Compute the gradient of a rkeops operator

The function keops_grad defines a new operator that is a partial derivative from a previously defined KeOps operator supplied as input regarding a specified input variable of this operator.

Usage

keops_grad(operator, var)

Arguments

operator: a function returned by keops_kernel implementing a formula.
var: a text string or an integer number indicating regarding to which variable/parameter (given by name or by position starting at 0) the gradient of the formula should be computed.

Value

a function that can be used to compute the value of the formula on actual data. This function takes as input a list of data corresponding to the formula arguments and return the computed values (generally a vector or a matrix depending on the reduction). It has an additional integer input parameter inner_dim indicating if the inner dimension (c.f. browseVignettes("rkeops")) corresponds to columns, i.e. inner_dim="col" (default), or rows, i.e. inner_dim="row", in the data.

Details

The use of the function keops_grad is detailed in the vignettes. Run browseVignettes("rkeops") to access the vignettes.

KeOps gradient operators are defined based on KeOps formula and on operator Grad. The function keops_grad is a wrapper to define a new formula deriving the gradient of the formula associated to a previously defined operator. The user just needs to choose regarding which variable (given by name or by position starting at 0), they want to compute the partial derivative.

The function keops_grad then calls the function keops_kernel() to compile a new operator corresponding to the partial derivative of the input operator.

To decide regarding which variable the input operator should be derived, you can specify its name or its position starting at 0 with the input parameter var.

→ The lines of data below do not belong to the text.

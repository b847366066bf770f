//! Noise row removal: subtotal/total markers and null keys.

use std::collections::BTreeSet;

use cleansheet_model::{CellValue, Column, ColumnType, Detected};

/// Picks the key ("name"/"owner") column: the first Text column whose name
/// contains a key keyword, else the first Text column as a best-effort
/// default, else nothing.
pub fn guess_key_column(
    columns: &[Column],
    keywords: &BTreeSet<String>,
) -> Option<Detected<usize>> {
    let keyword_hit = columns
        .iter()
        .position(|col| col.ty == ColumnType::Text && name_matches(col, keywords));
    if let Some(index) = keyword_hit {
        return Some(Detected::Found(index));
    }
    columns
        .iter()
        .position(|col| col.ty == ColumnType::Text)
        .map(Detected::Defaulted)
}

fn name_matches(column: &Column, keywords: &BTreeSet<String>) -> bool {
    let lower = column.name.to_lowercase();
    keywords
        .iter()
        .any(|keyword| lower.contains(&keyword.to_lowercase()))
}

/// Drops rows that are structurally not data: fully-null rows always, plus
/// (when a key column is known) rows whose key is null or carries a noise
/// marker. Returns the number of rows removed.
pub fn filter_noise_rows(
    rows: &mut Vec<Vec<CellValue>>,
    key_index: Option<usize>,
    noise_markers: &BTreeSet<String>,
) -> usize {
    let before = rows.len();
    rows.retain(|row| {
        if row.iter().all(CellValue::is_null) {
            return false;
        }
        let Some(index) = key_index else {
            return true;
        };
        match &row[index] {
            CellValue::Null => false,
            CellValue::Number(_) => true,
            CellValue::Text(text) => {
                let lower = text.to_lowercase();
                !noise_markers
                    .iter()
                    .any(|marker| lower.contains(&marker.to_lowercase()))
            }
        }
    });
    before - rows.len()
}
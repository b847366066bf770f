pub mod error;
pub mod metadata;
pub mod numeric;
pub mod options;
pub mod table;

pub use error::{IngestError, Result};
pub use metadata::{Detected, HeaderMode, IngestWarning, Metadata};
pub use numeric::{format_numeric, parse_f64};
pub use options::{HeaderStrategy, IngestOptions, NullFill, SourceFormat};
pub use table::{CellValue, CleanTable, Column, ColumnType};
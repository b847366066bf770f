//! Descriptive record of how a table was derived.

use std::collections::BTreeSet;
use std::fmt;

use serde::{Deserialize, Serialize};

/// Outcome of a heuristic decision.
///
/// `Found` means the heuristic located the value with confidence; `Defaulted`
/// means the pipeline fell back to a best-effort default. Both carry a usable
/// value, so heuristic steps stay total.
#[derive(Debug, Clone, Copy, PartialEq, Eq, Serialize, Deserialize)]
#[serde(tag = "kind", content = "value")]
pub enum Detected<T> {
    Found(T),
    Defaulted(T),
}

impl<T> Detected<T> {
    pub fn value(&self) -> &T {
        match self {
            Detected::Found(v) | Detected::Defaulted(v) => v,
        }
    }

    pub fn into_value(self) -> T {
        match self {
            Detected::Found(v) | Detected::Defaulted(v) => v,
        }
    }

    pub fn is_defaulted(&self) -> bool {
        matches!(self, Detected::Defaulted(_))
    }

    pub fn map<U>(self, f: impl FnOnce(T) -> U) -> Detected<U> {
        match self {
            Detected::Found(v) => Detected::Found(f(v)),
            Detected::Defaulted(v) => Detected::Defaulted(f(v)),
        }
    }
}

/// How the header block was laid out in the raw input.
#[derive(Debug, Clone, Copy, PartialEq, Eq, Serialize, Deserialize)]
pub enum HeaderMode {
    /// One physical header row.
    SingleRow,
    /// A group-label row directly above the metric-label row. `label_row` is
    /// the raw index of the group-label row; the header offset itself points
    /// at the metric row.
    TwoRow { label_row: usize },
}

impl HeaderMode {
    pub fn is_two_row(&self) -> bool {
        matches!(self, HeaderMode::TwoRow { .. })
    }
}

/// Non-fatal conditions encountered while ingesting.
#[derive(Debug, Clone, PartialEq, Eq, Serialize, Deserialize)]
pub enum IngestWarning {
    /// No row matched the configured header keywords; the density heuristic
    /// supplied the offset instead.
    HeaderKeywordMiss { keywords: Vec<String> },
    /// No key column could be identified, so noise-row filtering was skipped.
    KeyColumnNotFound,
}

impl fmt::Display for IngestWarning {
    fn fmt(&self, f: &mut fmt::Formatter<'_>) -> fmt::Result {
        match self {
            IngestWarning::HeaderKeywordMiss { keywords } => write!(
                f,
                "no row matched header keywords [{}]; density fallback used",
                keywords.join(", ")
            ),
            IngestWarning::KeyColumnNotFound => {
                write!(f, "no key column identified; noise rows were not filtered")
            }
        }
    }
}

/// How the clean table was derived. Downstream selection logic reads this to
/// pre-select grouping and metric columns.
#[derive(Debug, Clone, PartialEq, Serialize, Deserialize)]
pub struct Metadata {
    /// Raw row index where the (metric-level) header was found.
    pub header_offset: Detected<usize>,
    pub header_mode: HeaderMode,
    /// Name of the column used as the row key, when one was identified.
    pub key_column: Option<Detected<String>>,
    /// Names of columns reclassified as numeric.
    pub numeric_columns: BTreeSet<String>,
    /// Numeric columns whose names match the configured metric keywords,
    /// in column order.
    pub metric_column_guesses: Vec<String>,
    /// Names of columns dropped for being entirely null.
    pub dropped_columns: Vec<String>,
    /// Rows removed as subtotal/total/blank-key noise.
    pub noise_rows_dropped: usize,
    pub warnings: Vec<IngestWarning>,
}
//! # Streakust
//!
//! Recurring tasks ("dailies") with streak tracking.
//!
//! The core is pure and date driven: every operation takes the current
//! calendar date as an argument instead of reading the system clock.
//!
//! * [`recurrence`]: is a task due on a given date?
//! * [`completion`]: complete / uncomplete / archive / reset transitions.
//! * [`rollover`]: the daily sweep that clears yesterday's completions.
//! * [`leaderboard`]: ordering tasks by their streaks.
//!
//! [`storage`] persists tasks behind the [`storage::TaskRepository`] trait and
//! [`commands`] wires everything together for the `streakust` binary.

pub mod clock;
pub mod commands;
pub mod completion;
pub mod error;
pub mod leaderboard;
pub mod models;
pub mod recurrence;
pub mod rollover;
pub mod storage;

pub use error::{Error, Result};
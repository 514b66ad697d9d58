use chrono::{NaiveDate, Utc};
use comfy_table::presets::UTF8_FULL;
use comfy_table::{Attribute, Cell, Color, ContentArrangement, Table};
use tracing::warn;

use crate::completion::{self, CompletionState};
use crate::error::{Error, Result};
use crate::leaderboard::rank;
use crate::models::{parse_date, NewTask, Recurrence, RepeatType, Task};
use crate::recurrence::{is_due_today, next_due_dates};
use crate::storage::TaskRepository;

/// Options for [`cmd_add`], as given on the command line.
#[derive(Debug, Clone, Default)]
pub struct AddOptions {
    pub name: String,
    pub repeat: String,
    pub every: u32,
    pub days: Vec<String>,
    pub start: Option<String>,
    pub owner: Option<String>,
    pub position: Option<u32>,
}

/// Parses a weekday given as a number (0 = Sunday), a full name (`Monday`)
/// or a three-letter abbreviation (`mon`).
pub fn parse_weekday(s: &str) -> Result<u8> {
    const NAMES: [&str; 7] = ["sunday", "monday", "tuesday", "wednesday", "thursday", "friday", "saturday"];

    let s = s.trim().to_lowercase();
    if let Ok(n) = s.parse::<u8>() {
        return Ok(n);
    }
    NAMES
        .iter()
        .position(|name| *name == s || (s.len() == 3 && name.starts_with(s.as_str())))
        .map(|i| i as u8)
        .ok_or_else(|| Error::InvalidRecurrenceConfig(format!("unknown weekday '{}'", s)))
}

/// Status column text for a task on `today`.
///
/// A task whose streak was reset after completing today counts as pending,
/// even though its completion date is still today.
pub fn status_label(task: &Task, today: NaiveDate) -> &'static str {
    if task.is_archived {
        return "Archived";
    }
    match completion::state(task, today) {
        CompletionState::DoneToday if task.is_completed => "Done",
        _ if is_due_today(task, today) => "Pending",
        _ => "-",
    }
}

/// Adds a new recurring task.
///
/// The recurrence is validated here, before the task ever reaches the core.
/// The schedule starts today unless `start` is given.
pub fn cmd_add<R: TaskRepository>(repo: &R, opts: AddOptions, today: NaiveDate, silent: bool) -> Result<Task> {
    let repeat_type: RepeatType = opts.repeat.parse()?;
    let days = opts
        .days
        .iter()
        .flat_map(|d| d.split(','))
        .filter(|d| !d.trim().is_empty())
        .map(parse_weekday)
        .collect::<Result<Vec<u8>>>()?;
    let recurrence = Recurrence::from_parts(repeat_type, opts.every, &days)?;
    let start_date = match &opts.start {
        Some(s) => parse_date(s)?,
        None => today,
    };

    let mut new_task = NewTask::new(opts.name, recurrence, start_date).position(opts.position.unwrap_or(0));
    if let Some(owner) = opts.owner {
        new_task = new_task.owner(owner);
    }
    let task = repo.insert(new_task, Utc::now())?;
    if !silent {
        println!("Task added (id = {}), {} from {}", task.id, task.recurrence, task.start_date);
    }
    Ok(task)
}

/// Completes a task for `today`.
///
/// Refuses tasks that are not scheduled on `today`. Completing twice on the
/// same day is accepted and leaves the streak as it was.
pub fn cmd_complete<R: TaskRepository>(repo: &R, id: u64, today: NaiveDate, silent: bool) -> Result<Task> {
    let task = repo.update(id, |t| {
        if !is_due_today(&t, today) {
            warn!(task = id, %today, "completion rejected, task not due");
            return Err(Error::NotDueToday { id, date: today });
        }
        Ok(completion::complete(t, today))
    })?;
    if !task.is_completed {
        // Reset earlier today: the completion date is already taken.
        warn!(task = id, %today, "completion ignored, streak was reset today");
        if !silent {
            println!("Task {} had its streak reset today and can be completed again tomorrow.", id);
        }
    } else if !silent {
        println!("Task {} completed. Streak: {} (best {})", id, task.streak, task.longest_streak);
    }
    Ok(task)
}

/// Undoes today's completion of a task, if any.
pub fn cmd_uncomplete<R: TaskRepository>(repo: &R, id: u64, today: NaiveDate, silent: bool) -> Result<Task> {
    let task = repo.update(id, |t| Ok(completion::uncomplete(t, today)))?;
    if !silent {
        println!("Task {} is pending. Streak: {}", id, task.streak);
    }
    Ok(task)
}

pub fn cmd_archive<R: TaskRepository>(repo: &R, id: u64, silent: bool) -> Result<Task> {
    let task = repo.update(id, |t| Ok(completion::archive(t)))?;
    if !silent {
        println!("Task {} archived.", id);
    }
    Ok(task)
}

pub fn cmd_unarchive<R: TaskRepository>(repo: &R, id: u64, silent: bool) -> Result<Task> {
    let task = repo.update(id, |t| Ok(completion::unarchive(t)))?;
    if !silent {
        println!("Task {} restored.", id);
    }
    Ok(task)
}

pub fn cmd_reset_streak<R: TaskRepository>(repo: &R, id: u64, silent: bool) -> Result<Task> {
    let task = repo.update(id, |t| Ok(completion::reset_streak(t)))?;
    if !silent {
        println!("Streak of task {} reset.", id);
    }
    Ok(task)
}

/// Removes a task from the database by ID.
pub fn cmd_remove<R: TaskRepository>(repo: &R, id: u64, silent: bool) -> Result<Task> {
    let task = repo.remove(id)?;
    if !silent {
        println!("Task {} removed.", id);
    }
    Ok(task)
}

/// Runs the daily rollover over the whole database.
pub fn cmd_sweep<R: TaskRepository>(repo: &R, today: NaiveDate, silent: bool) -> Result<usize> {
    let count = repo.sweep(today)?;
    if !silent {
        println!("Rolled over {} task(s) for {}.", count, today);
    }
    Ok(count)
}

/// Lists tasks in a formatted table, ordered by position.
///
/// Archived tasks are hidden unless `all` is true. With `due_only`, only
/// tasks due on `today` are shown.
pub fn cmd_list<R: TaskRepository>(repo: &R, all: bool, due_only: bool, today: NaiveDate) -> Result<()> {
    let mut tasks = repo.load_tasks()?;
    if !all {
        tasks.retain(|t| !t.is_archived);
    }
    if due_only {
        tasks.retain(|t| is_due_today(t, today));
    }
    if tasks.is_empty() {
        println!("No tasks found.");
        return Ok(());
    }
    tasks.sort_by_key(|t| (t.position, t.id));

    let mut table = Table::new();
    table
        .load_preset(UTF8_FULL)
        .set_content_arrangement(ContentArrangement::Dynamic)
        .set_header(vec![
            Cell::new("ID").add_attribute(Attribute::Bold),
            Cell::new("Name").add_attribute(Attribute::Bold),
            Cell::new("Schedule").add_attribute(Attribute::Bold),
            Cell::new("Start").add_attribute(Attribute::Bold),
            Cell::new("Due").add_attribute(Attribute::Bold),
            Cell::new("Streak").add_attribute(Attribute::Bold),
            Cell::new("Best").add_attribute(Attribute::Bold),
            Cell::new("Status").add_attribute(Attribute::Bold),
        ]);

    for t in tasks {
        let due = is_due_today(&t, today);
        let status = status_label(&t, today);
        let status_color = match status {
            "Done" => Color::Green,
            "Pending" => Color::Yellow,
            "Archived" => Color::Grey,
            _ => Color::Reset,
        };

        table.add_row(vec![
            Cell::new(t.id),
            Cell::new(&t.name),
            Cell::new(t.recurrence),
            Cell::new(t.start_date),
            Cell::new(if due { "Today" } else { "" }).fg(if due { Color::Cyan } else { Color::Reset }),
            Cell::new(t.streak),
            Cell::new(t.longest_streak),
            Cell::new(status).fg(status_color),
        ]);
    }

    println!("{table}");
    Ok(())
}

/// Prints the tasks with the best streaks.
pub fn cmd_leaderboard<R: TaskRepository>(repo: &R, limit: usize) -> Result<Vec<Task>> {
    let tasks = repo.load_tasks()?;
    let ranked = rank(&tasks, limit);
    if ranked.is_empty() {
        println!("No tasks found.");
        return Ok(ranked);
    }

    let mut table = Table::new();
    table
        .load_preset(UTF8_FULL)
        .set_header(vec!["#", "ID", "Name", "Best", "Streak", "Created"]);
    for (i, t) in ranked.iter().enumerate() {
        table.add_row(vec![
            (i + 1).to_string(),
            t.id.to_string(),
            t.name.clone(),
            t.longest_streak.to_string(),
            t.streak.to_string(),
            t.created_at.format("%Y-%m-%d").to_string(),
        ]);
    }
    println!("{table}");
    Ok(ranked)
}

/// Prints the next `count` dates on which a task is due.
pub fn cmd_upcoming<R: TaskRepository>(repo: &R, id: u64, count: usize, today: NaiveDate) -> Result<Vec<NaiveDate>> {
    let task = repo.load_task(id)?;
    let dates = next_due_dates(&task, today, count);
    if dates.is_empty() {
        println!("Task {} has no upcoming dates.", id);
    } else {
        println!("Task {} ({}):", id, task.recurrence);
        for d in &dates {
            println!("  {} {}", d, d.format("%a"));
        }
    }
    Ok(dates)
}
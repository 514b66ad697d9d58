use std::cmp::Ordering;

use crate::models::Task;

/// Orders tasks by longest streak, then current streak, then newest first,
/// and keeps the top `limit`.
pub fn rank(tasks: &[Task], limit: usize) -> Vec<Task> {
    let mut ranked: Vec<Task> = tasks.to_vec();
    ranked.sort_by(compare);
    ranked.truncate(limit);
    ranked
}

fn compare(a: &Task, b: &Task) -> Ordering {
    b.longest_streak
        .cmp(&a.longest_streak)
        .then_with(|| b.streak.cmp(&a.streak))
        .then_with(|| b.created_at.cmp(&a.created_at))
}
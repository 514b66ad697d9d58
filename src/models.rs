use std::fmt;
use std::num::NonZeroU32;
use std::str::FromStr;

use chrono::{DateTime, NaiveDate, Utc, Weekday};
use serde::{Deserialize, Serialize};

use crate::error::{Error, Result};

const WEEKDAY_NAMES: [&str; 7] = ["Sun", "Mon", "Tue", "Wed", "Thu", "Fri", "Sat"];

/// Interval multiplier applied to the base period (every X days, weeks, ...).
///
/// Always at least 1. Deserialisation goes through [`EveryX::new`], so a stored
/// `0` is rejected rather than loaded.
#[derive(Serialize, Deserialize, Debug, Clone, Copy, PartialEq, Eq, Hash)]
#[serde(try_from = "u32", into = "u32")]
pub struct EveryX(NonZeroU32);

impl EveryX {
    pub const ONE: EveryX = EveryX(NonZeroU32::MIN);

    pub fn new(n: u32) -> Result<Self> {
        NonZeroU32::new(n).map(EveryX).ok_or_else(|| {
            Error::InvalidRecurrenceConfig("everyX must be at least 1".into())
        })
    }

    pub fn get(self) -> u32 {
        self.0.get()
    }
}

impl Default for EveryX {
    fn default() -> Self {
        EveryX::ONE
    }
}

impl TryFrom<u32> for EveryX {
    type Error = Error;

    fn try_from(n: u32) -> Result<Self> {
        EveryX::new(n)
    }
}

impl From<EveryX> for u32 {
    fn from(every_x: EveryX) -> u32 {
        every_x.get()
    }
}

/// Set of weekdays, 0 = Sunday through 6 = Saturday.
///
/// Stored as a bitmask and serialised as a sorted list of day numbers.
#[derive(Serialize, Deserialize, Debug, Clone, Copy, Default, PartialEq, Eq, Hash)]
#[serde(try_from = "Vec<u8>", into = "Vec<u8>")]
pub struct WeekdaySet(u8);

impl WeekdaySet {
    pub const EMPTY: WeekdaySet = WeekdaySet(0);

    /// Builds a set from day numbers, rejecting anything outside 0..=6.
    /// Duplicates are collapsed.
    pub fn from_days(days: &[u8]) -> Result<Self> {
        let mut bits = 0u8;
        for &day in days {
            if day > 6 {
                return Err(Error::InvalidRecurrenceConfig(format!(
                    "repeat day {} is outside 0-6 (0 = Sunday)",
                    day
                )));
            }
            bits |= 1 << day;
        }
        Ok(WeekdaySet(bits))
    }

    pub fn contains(self, day: Weekday) -> bool {
        self.0 & (1 << day.num_days_from_sunday()) != 0
    }

    pub fn is_empty(self) -> bool {
        self.0 == 0
    }

    pub fn len(self) -> usize {
        self.0.count_ones() as usize
    }

    /// Day numbers in ascending order.
    pub fn days(self) -> Vec<u8> {
        (0..7u8).filter(|d| self.0 & (1 << d) != 0).collect()
    }
}

impl TryFrom<Vec<u8>> for WeekdaySet {
    type Error = Error;

    fn try_from(days: Vec<u8>) -> Result<Self> {
        WeekdaySet::from_days(&days)
    }
}

impl From<WeekdaySet> for Vec<u8> {
    fn from(set: WeekdaySet) -> Vec<u8> {
        set.days()
    }
}

impl fmt::Display for WeekdaySet {
    fn fmt(&self, f: &mut fmt::Formatter<'_>) -> fmt::Result {
        let names: Vec<&str> = self
            .days()
            .into_iter()
            .map(|d| WEEKDAY_NAMES[d as usize])
            .collect();
        f.write_str(&names.join(", "))
    }
}

/// Base period of a recurrence, without its parameters.
#[derive(Serialize, Deserialize, Debug, Clone, Copy, PartialEq, Eq, Hash)]
#[serde(rename_all = "snake_case")]
pub enum RepeatType {
    Daily,
    Weekly,
    Monthly,
    Yearly,
}

impl FromStr for RepeatType {
    type Err = Error;

    fn from_str(s: &str) -> Result<Self> {
        match s.trim().to_lowercase().as_str() {
            "daily" => Ok(RepeatType::Daily),
            "weekly" => Ok(RepeatType::Weekly),
            "monthly" => Ok(RepeatType::Monthly),
            "yearly" => Ok(RepeatType::Yearly),
            other => Err(Error::InvalidRecurrenceConfig(format!(
                "unknown repeat type '{}'. Supported: daily, weekly, monthly, yearly.",
                other
            ))),
        }
    }
}

impl fmt::Display for RepeatType {
    fn fmt(&self, f: &mut fmt::Formatter<'_>) -> fmt::Result {
        let label = match self {
            RepeatType::Daily => "daily",
            RepeatType::Weekly => "weekly",
            RepeatType::Monthly => "monthly",
            RepeatType::Yearly => "yearly",
        };
        f.write_str(label)
    }
}

/// A validated recurrence schedule.
///
/// `repeat_days` only exists on the weekly variant; an empty set there means
/// any weekday of a matching week. Deserialisation goes through
/// [`Recurrence::from_parts`].
#[derive(Serialize, Deserialize, Debug, Clone, Copy, PartialEq, Eq)]
#[serde(tag = "repeat_type", rename_all = "snake_case", try_from = "RawRecurrence")]
pub enum Recurrence {
    Daily {
        every_x: EveryX,
    },
    Weekly {
        every_x: EveryX,
        repeat_days: WeekdaySet,
    },
    Monthly {
        every_x: EveryX,
    },
    Yearly {
        every_x: EveryX,
    },
}

impl Recurrence {
    /// Validating factory for loosely typed input (CLI flags, API payloads).
    pub fn from_parts(repeat_type: RepeatType, every_x: u32, repeat_days: &[u8]) -> Result<Self> {
        let every_x = EveryX::new(every_x)?;
        if repeat_type != RepeatType::Weekly && !repeat_days.is_empty() {
            return Err(Error::InvalidRecurrenceConfig(format!(
                "repeat days are only allowed for weekly tasks, not {}",
                repeat_type
            )));
        }
        Ok(match repeat_type {
            RepeatType::Daily => Recurrence::Daily { every_x },
            RepeatType::Weekly => Recurrence::Weekly {
                every_x,
                repeat_days: WeekdaySet::from_days(repeat_days)?,
            },
            RepeatType::Monthly => Recurrence::Monthly { every_x },
            RepeatType::Yearly => Recurrence::Yearly { every_x },
        })
    }

    pub fn repeat_type(&self) -> RepeatType {
        match self {
            Recurrence::Daily { .. } => RepeatType::Daily,
            Recurrence::Weekly { .. } => RepeatType::Weekly,
            Recurrence::Monthly { .. } => RepeatType::Monthly,
            Recurrence::Yearly { .. } => RepeatType::Yearly,
        }
    }

    pub fn every_x(&self) -> EveryX {
        match *self {
            Recurrence::Daily { every_x }
            | Recurrence::Weekly { every_x, .. }
            | Recurrence::Monthly { every_x }
            | Recurrence::Yearly { every_x } => every_x,
        }
    }

    /// Empty for every variant but weekly.
    pub fn repeat_days(&self) -> WeekdaySet {
        match *self {
            Recurrence::Weekly { repeat_days, .. } => repeat_days,
            _ => WeekdaySet::EMPTY,
        }
    }
}

/// Stored shape of a recurrence, before validation.
#[derive(Deserialize)]
#[serde(deny_unknown_fields)]
struct RawRecurrence {
    repeat_type: RepeatType,
    every_x: u32,
    #[serde(default)]
    repeat_days: Vec<u8>,
}

impl TryFrom<RawRecurrence> for Recurrence {
    type Error = Error;

    fn try_from(raw: RawRecurrence) -> Result<Self> {
        Recurrence::from_parts(raw.repeat_type, raw.every_x, &raw.repeat_days)
    }
}

impl Default for Recurrence {
    fn default() -> Self {
        Recurrence::Daily { every_x: EveryX::ONE }
    }
}

impl fmt::Display for Recurrence {
    fn fmt(&self, f: &mut fmt::Formatter<'_>) -> fmt::Result {
        let n = self.every_x().get();
        let unit = match self.repeat_type() {
            RepeatType::Daily => "day",
            RepeatType::Weekly => "week",
            RepeatType::Monthly => "month",
            RepeatType::Yearly => "year",
        };
        if n == 1 {
            write!(f, "every {}", unit)?;
        } else {
            write!(f, "every {} {}s", n, unit)?;
        }
        let days = self.repeat_days();
        if !days.is_empty() {
            write!(f, " on {}", days)?;
        }
        Ok(())
    }
}

/// A recurring task ("daily") and its streak state.
#[derive(Serialize, Deserialize, Debug, Clone, PartialEq)]
pub struct Task {
    /// Unique identifier, assigned by the repository.
    pub id: u64,
    /// Identifier of the owning user. Never resolved here.
    pub owner_id: String,
    /// The text of the task.
    pub name: String,
    /// When the task is due.
    pub recurrence: Recurrence,
    /// First calendar date of the schedule.
    pub start_date: NaiveDate,
    /// Consecutive completions.
    #[serde(default)]
    pub streak: u32,
    /// Highest value `streak` has ever reached.
    #[serde(default)]
    pub longest_streak: u32,
    /// Whether the task has been completed on the current calendar date.
    #[serde(default)]
    pub is_completed: bool,
    /// Date of the completion that `is_completed` refers to.
    #[serde(default)]
    pub last_completed_date: Option<NaiveDate>,
    /// Archived tasks are never due and are skipped by the rollover sweep.
    #[serde(default)]
    pub is_archived: bool,
    /// Display ordering.
    #[serde(default)]
    pub position: u32,
    pub created_at: DateTime<Utc>,
}

impl Task {
    pub fn repeat_type(&self) -> RepeatType {
        self.recurrence.repeat_type()
    }

    pub fn every_x(&self) -> EveryX {
        self.recurrence.every_x()
    }
}

/// Input for creating a task. Holds only already-validated pieces, so the
/// resulting [`Task`] always satisfies the recurrence invariants.
#[derive(Debug, Clone)]
pub struct NewTask {
    pub owner_id: String,
    pub name: String,
    pub recurrence: Recurrence,
    pub start_date: NaiveDate,
    pub position: u32,
}

impl NewTask {
    pub fn new(name: impl Into<String>, recurrence: Recurrence, start_date: NaiveDate) -> Self {
        Self {
            owner_id: String::new(),
            name: name.into(),
            recurrence,
            start_date,
            position: 0,
        }
    }

    pub fn owner(mut self, owner_id: impl Into<String>) -> Self {
        self.owner_id = owner_id.into();
        self
    }

    pub fn position(mut self, position: u32) -> Self {
        self.position = position;
        self
    }

    /// Materialises the task with fresh streak state.
    pub fn into_task(self, id: u64, created_at: DateTime<Utc>) -> Task {
        Task {
            id,
            owner_id: self.owner_id,
            name: self.name,
            recurrence: self.recurrence,
            start_date: self.start_date,
            streak: 0,
            longest_streak: 0,
            is_completed: false,
            last_completed_date: None,
            is_archived: false,
            position: self.position,
            created_at,
        }
    }
}

/// Parses a `YYYY-MM-DD` calendar date.
pub fn parse_date(s: &str) -> Result<NaiveDate> {
    NaiveDate::parse_from_str(s.trim(), "%Y-%m-%d").map_err(|_| Error::InvalidDate(s.to_string()))
}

Important: Formally, KeOps computes the differential conjugate operator, thus the new corresponding operator defined will expect an additional input variable (eta in the examples) of the some type (Vi, Vj, Pm) as the variable chosen to differentiate the formula and of dimension 1 so that the final computation give the corresponding gradient.

Author

Ghislain Durif

Examples

if (FALSE) {
set_rkeops_options()

# defining an operator (reduction on squared distance)
formula <- "Sum_Reduction(SqNorm2(x-y), 0)"
args <- c("x=Vi(0,3)", "y=Vj(1,3)")
op <- keops_kernel(formula, args)
# defining its gradient regarding x
grad_op <- keops_grad(op, var="x")

# data
nx <- 100
ny <- 150
x <- matrix(runif(nx*3), nrow=nx, ncol=3)     # matrix 100 x 3
y <- matrix(runif(ny*3), nrow=ny, ncol=3)     # matrix 150 x 3
eta <- matrix(1, nrow=nx, ncol=1)             # matrix 100 x 1

# computation
input <- list(x, y, eta)
res <- grad_op(input)

# OR you can directly define gradient in a formula
# defining a formula with a Gradient
formula <- "Grad(Sum_Reduction(SqNorm2(x-y), 0), x, eta)"
args <- c("x=Vi(0,3)", "y=Vj(1,3)", "eta=Vi(2,1)")
# compiling the corresponding operator
op <- keops_kernel(formula, args)

# data
nx <- 100
ny <- 150
x <- matrix(runif(nx*3), nrow=nx, ncol=3)     # matrix 100 x 3
y <- matrix(runif(ny*3), nrow=ny, ncol=3)     # matrix 150 x 3
eta <- matrix(1, nrow=nx, ncol=1)             # matrix 100 x 1

# computation
input <- list(x, y, eta)
res <- op(input)
}